Im Sommer wird die Rockmagazine Redaktion regelmässig zu einem Wandervolk. Wir tingeln von Festival zu Festival um neue Bands für euch zu finden, Klassiker zu bewundern und das geniale Flair zu geniessen. Dieses mal sind Roland und Michael nach Gelsenkirchen zum Rock Hard Festival gedüst. Lest selbst, was sie erlebt haben…
Pünklich um 8 Uhr in der Früh‘ werde ich am Freitag von Roland in Mittelhessen abgeholt, um unseren ersten gemeinsamen Job in Gelsenkirchen beim diesjährigen Rock Hard Festival zu machen. Da hat er schon 450 km auf dem Tacho, denn unser Fotograf hat sich vom Freistaat Bayern aus auf die Socken gemacht, um mich einzusammeln. Auf der gut zweieinhalbstündigen Weiterfahrt blieb genug Zeit, uns zu beschnuppern und festzustellen: Das passt sehr gut mit uns Beiden. Die Fahrt führte uns erstmal in unser Quartier nach Dinslaken, um mit Andreas von metalloscope-music Berlin und Dirk, Bassist der Krachmakers und sehr guter Freund von mir, zwei weitere Weggefährten für das Festival zu treffen.

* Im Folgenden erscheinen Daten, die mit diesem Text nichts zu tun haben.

//! Account profile and the "my page" summary.
//!
//! Name and phone can be edited; the email address identifies the account
//! and stays fixed.

use std::fmt;

use serde::{Deserialize, Serialize};

use crate::money::Money;
use crate::session::SessionStore;
use crate::CommerceError;

/// Membership tier.
#[derive(Debug, Clone, Copy, PartialEq, Eq, Hash, PartialOrd, Ord, Serialize, Deserialize, Default)]
pub enum MembershipLevel {
    #[default]
    Bronze,
    Silver,
    Gold,
    #[serde(rename = "VIP")]
    Vip,
}

impl MembershipLevel {
    pub fn as_str(&self) -> &'static str {
        match self {
            MembershipLevel::Bronze => "BRONZE",
            MembershipLevel::Silver => "SILVER",
            MembershipLevel::Gold => "GOLD",
            MembershipLevel::Vip => "VIP",
        }
    }
}

impl fmt::Display for MembershipLevel {
    fn fmt(&self, f: &mut fmt::Formatter<'_>) -> fmt::Result {
        f.write_str(self.as_str())
    }
}

/// The signed-in customer's profile.
#[derive(Debug, Clone, PartialEq, Eq, Serialize, Deserialize)]
pub struct AccountProfile {
    pub name: String,
    pub email: String,
    pub phone: String,
    pub level: MembershipLevel,
    /// Reward points balance.
    pub points: u64,
}

impl AccountProfile {
    /// The demo customer shown on the account page.
    pub fn demo() -> Self {
        Self {
            name: "Gildong Hong".to_string(),
            email: "user@example.com".to_string(),
            phone: "010-1234-5678".to_string(),
            level: MembershipLevel::Gold,
            points: 3000,
        }
    }

    /// Apply an edit from the profile form.
    ///
    /// Provided values are trimmed and must not be blank. Nothing changes
    /// unless every provided value is valid.
    pub fn update(&mut self, update: ProfileUpdate) -> Result<(), CommerceError> {
        let name = update.name.map(|v| v.trim().to_string());
        let phone = update.phone.map(|v| v.trim().to_string());

        let blank: Vec<&str> = [("name", &name), ("phone", &phone)]
            .into_iter()
            .filter(|(_, value)| value.as_deref().is_some_and(str::is_empty))
            .map(|(field, _)| field)
            .collect();
        if !blank.is_empty() {
            return Err(CommerceError::MissingFields(blank.join(", ")));
        }

        if let Some(name) = name {
            self.name = name;
        }
        if let Some(phone) = phone {
            self.phone = phone;
        }
        tracing::debug!(name = %self.name, "Profile updated");
        Ok(())
    }

    /// Combine the profile with the session's activity.
    pub fn summary(&self, session: &SessionStore) -> Result<AccountSummary, CommerceError> {
        Ok(AccountSummary {
            profile: self.clone(),
            order_count: session.orders().len(),
            wishlist_count: session.wishlist().len(),
            cart_items: session.cart().unique_item_count(),
            total_spent: session.total_spent()?,
        })
    }
}

/// Editable profile fields. `None` leaves a field unchanged.
#[derive(Debug, Clone, Default, PartialEq, Eq, Serialize, Deserialize)]
pub struct ProfileUpdate {
    pub name: Option<String>,
    pub phone: Option<String>,
}

impl ProfileUpdate {
    pub fn is_empty(&self) -> bool {
        self.name.is_none() && self.phone.is_none()
    }
}

/// What the account page shows.
#[derive(Debug, Clone, PartialEq, Serialize)]
pub struct AccountSummary {
    pub profile: AccountProfile,
    pub order_count: usize,
    pub wishlist_count: usize,
    pub cart_items: usize,
    pub total_spent: Money,
}

#[cfg(test)]
mod tests {
    use super::*;
    use crate::ids::ProductId;

    #[test]
    fn test_demo_profile() {
        let profile = AccountProfile::demo();
        assert_eq!(profile.level, MembershipLevel::Gold);
        assert_eq!(profile.points, 3000);
        assert_eq!(profile.level.to_string(), "GOLD");
    }

    #[test]
    fn test_summary_reflects_session() {
        let mut session = SessionStore::default();
        session.add_to_wishlist(ProductId::new(1));
        session.add_to_wishlist(ProductId::new(2));

        let summary = AccountProfile::demo().summary(&session).unwrap();
        assert_eq!(summary.order_count, 0);
        assert_eq!(summary.wishlist_count, 2);
        assert!(summary.total_spent.is_zero());
    }

    #[test]
    fn test_update_changes_name_and_phone() {
        let mut profile = AccountProfile::demo();
        profile
            .update(ProfileUpdate {
                name: Some("  Chulsoo Kim ".to_string()),
                phone: Some("010-9876-5432".to_string()),
            })
            .unwrap();

        assert_eq!(profile.name, "Chulsoo Kim");
        assert_eq!(profile.phone, "010-9876-5432");
        assert_eq!(profile.email, "user@example.com");
    }

    #[test]
    fn test_update_leaves_unset_fields() {
        let mut profile = AccountProfile::demo();
        profile
            .update(ProfileUpdate {
                phone: Some("010-0000-0000".to_string()),
                ..Default::default()
            })
            .unwrap();

        assert_eq!(profile.name, "Gildong Hong");
        assert_eq!(profile.phone, "010-0000-0000");
        assert!(ProfileUpdate::default().is_empty());
    }

    #[test]
    fn test_update_rejects_blank_values() {
        let mut profile = AccountProfile::demo();
        let err = profile
            .update(ProfileUpdate {
                name: Some("New Name".to_string()),
                phone: Some("   ".to_string()),
            })
            .unwrap_err();

        assert!(matches!(err, CommerceError::MissingFields(ref f) if f == "phone"));
        // Rejected edits are not partially applied
        assert_eq!(profile, AccountProfile::demo());
    }

    #[test]
    fn test_levels_are_ordered() {
        assert!(MembershipLevel::Vip > MembershipLevel::Gold);
        assert_eq!(
            serde_json::to_string(&MembershipLevel::Vip).unwrap(),
            "\"VIP\""
        );
    }
}
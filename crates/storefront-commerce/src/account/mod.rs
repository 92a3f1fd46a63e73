//! Account page: profile, membership and saved addresses.

mod address;
mod profile;

pub use address::{AddressBook, AddressEntry, SavedAddress};
pub use profile::{AccountProfile, AccountSummary, MembershipLevel, ProfileUpdate};
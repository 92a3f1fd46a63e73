//! Order types.

use std::fmt;
use std::str::FromStr;

use chrono::{DateTime, Utc};
use serde::{Deserialize, Serialize};

use crate::cart::CartItem;
use crate::checkout::ShippingInfo;
use crate::error::CommerceError;
use crate::ids::OrderNumber;
use crate::money::Money;

/// How the customer pays.
#[derive(Debug, Clone, Copy, PartialEq, Eq, Hash, Serialize, Deserialize, Default)]
#[serde(rename_all = "lowercase")]
pub enum PaymentMethod {
    /// Credit or debit card.
    #[default]
    Card,
    /// Bank transfer.
    Transfer,
    /// Mobile phone billing.
    Phone,
    /// KakaoPay.
    Kakao,
}

impl PaymentMethod {
    pub const ALL: [PaymentMethod; 4] = [
        PaymentMethod::Card,
        PaymentMethod::Transfer,
        PaymentMethod::Phone,
        PaymentMethod::Kakao,
    ];

    pub fn as_str(&self) -> &'static str {
        match self {
            PaymentMethod::Card => "card",
            PaymentMethod::Transfer => "transfer",
            PaymentMethod::Phone => "phone",
            PaymentMethod::Kakao => "kakao",
        }
    }

    pub fn display_name(&self) -> &'static str {
        match self {
            PaymentMethod::Card => "Credit Card",
            PaymentMethod::Transfer => "Bank Transfer",
            PaymentMethod::Phone => "Mobile Payment",
            PaymentMethod::Kakao => "KakaoPay",
        }
    }
}

impl fmt::Display for PaymentMethod {
    fn fmt(&self, f: &mut fmt::Formatter<'_>) -> fmt::Result {
        f.write_str(self.display_name())
    }
}

impl FromStr for PaymentMethod {
    type Err = CommerceError;

    fn from_str(s: &str) -> Result<Self, Self::Err> {
        let needle = s.trim();
        PaymentMethod::ALL
            .into_iter()
            .find(|m| m.as_str().eq_ignore_ascii_case(needle))
            .ok_or_else(|| CommerceError::CheckoutIncomplete(format!("payment method ({})", s)))
    }
}

/// Selected cart items handed from the cart to checkout, with the subtotal
/// the cart computed for them.
#[derive(Debug, Clone, Serialize, Deserialize, PartialEq)]
pub struct CheckoutHandoff {
    pub items: Vec<CartItem>,
    pub subtotal: Money,
}

impl CheckoutHandoff {
    pub fn is_empty(&self) -> bool {
        self.items.is_empty()
    }
}

/// Everything needed to place an order, assembled during checkout.
#[derive(Debug, Clone, Serialize, Deserialize, PartialEq)]
pub struct OrderDraft {
    pub items: Vec<CartItem>,
    pub shipping: ShippingInfo,
    pub payment_method: PaymentMethod,
    /// Sum of the selected line totals.
    pub subtotal: Money,
    /// Flat shipping fee.
    pub shipping_fee: Money,
    /// Amount charged (subtotal + shipping).
    pub total: Money,
}

impl OrderDraft {
    /// Get total item count (sum of quantities).
    pub fn item_count(&self) -> u64 {
        self.items.iter().map(|i| u64::from(i.quantity)).sum()
    }
}

/// A submitted order.
#[derive(Debug, Clone, Serialize, Deserialize, PartialEq)]
pub struct ConfirmedOrder {
    pub order_number: OrderNumber,
    pub confirmed_at: DateTime<Utc>,
    pub draft: OrderDraft,
}

impl ConfirmedOrder {
    pub fn total(&self) -> Money {
        self.draft.total
    }
}

#[cfg(test)]
mod tests {
    use super::*;

    #[test]
    fn test_payment_method_parse() {
        assert_eq!("kakao".parse::<PaymentMethod>().unwrap(), PaymentMethod::Kakao);
        assert_eq!("CARD".parse::<PaymentMethod>().unwrap(), PaymentMethod::Card);
        assert!("cash".parse::<PaymentMethod>().is_err());
        assert_eq!(PaymentMethod::default(), PaymentMethod::Card);
    }

    #[test]
    fn test_payment_method_serializes_lowercase() {
        let json = serde_json::to_string(&PaymentMethod::Transfer).unwrap();
        assert_eq!(json, "\"transfer\"");
    }
}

Gegen 14 Uhr finden wir uns auf dem schön gelegenen Gelände ein, wir gönnen uns schon ein erstes Bier, nur Roland zieht es vor getaner Arbeit vor, mit einer Caprisonne anzustoßen. Die Sonne brennt schon erbarmungslos vom Himmel, allerdings waren wir schon gewarnt, der Wetterdienst hatte Unwetter angekündigt…Für die Leute von der Presse gab es eine extra Passausgabe, so dass wir ohne Zeitverlust durch die Kontrollpunkte kamen.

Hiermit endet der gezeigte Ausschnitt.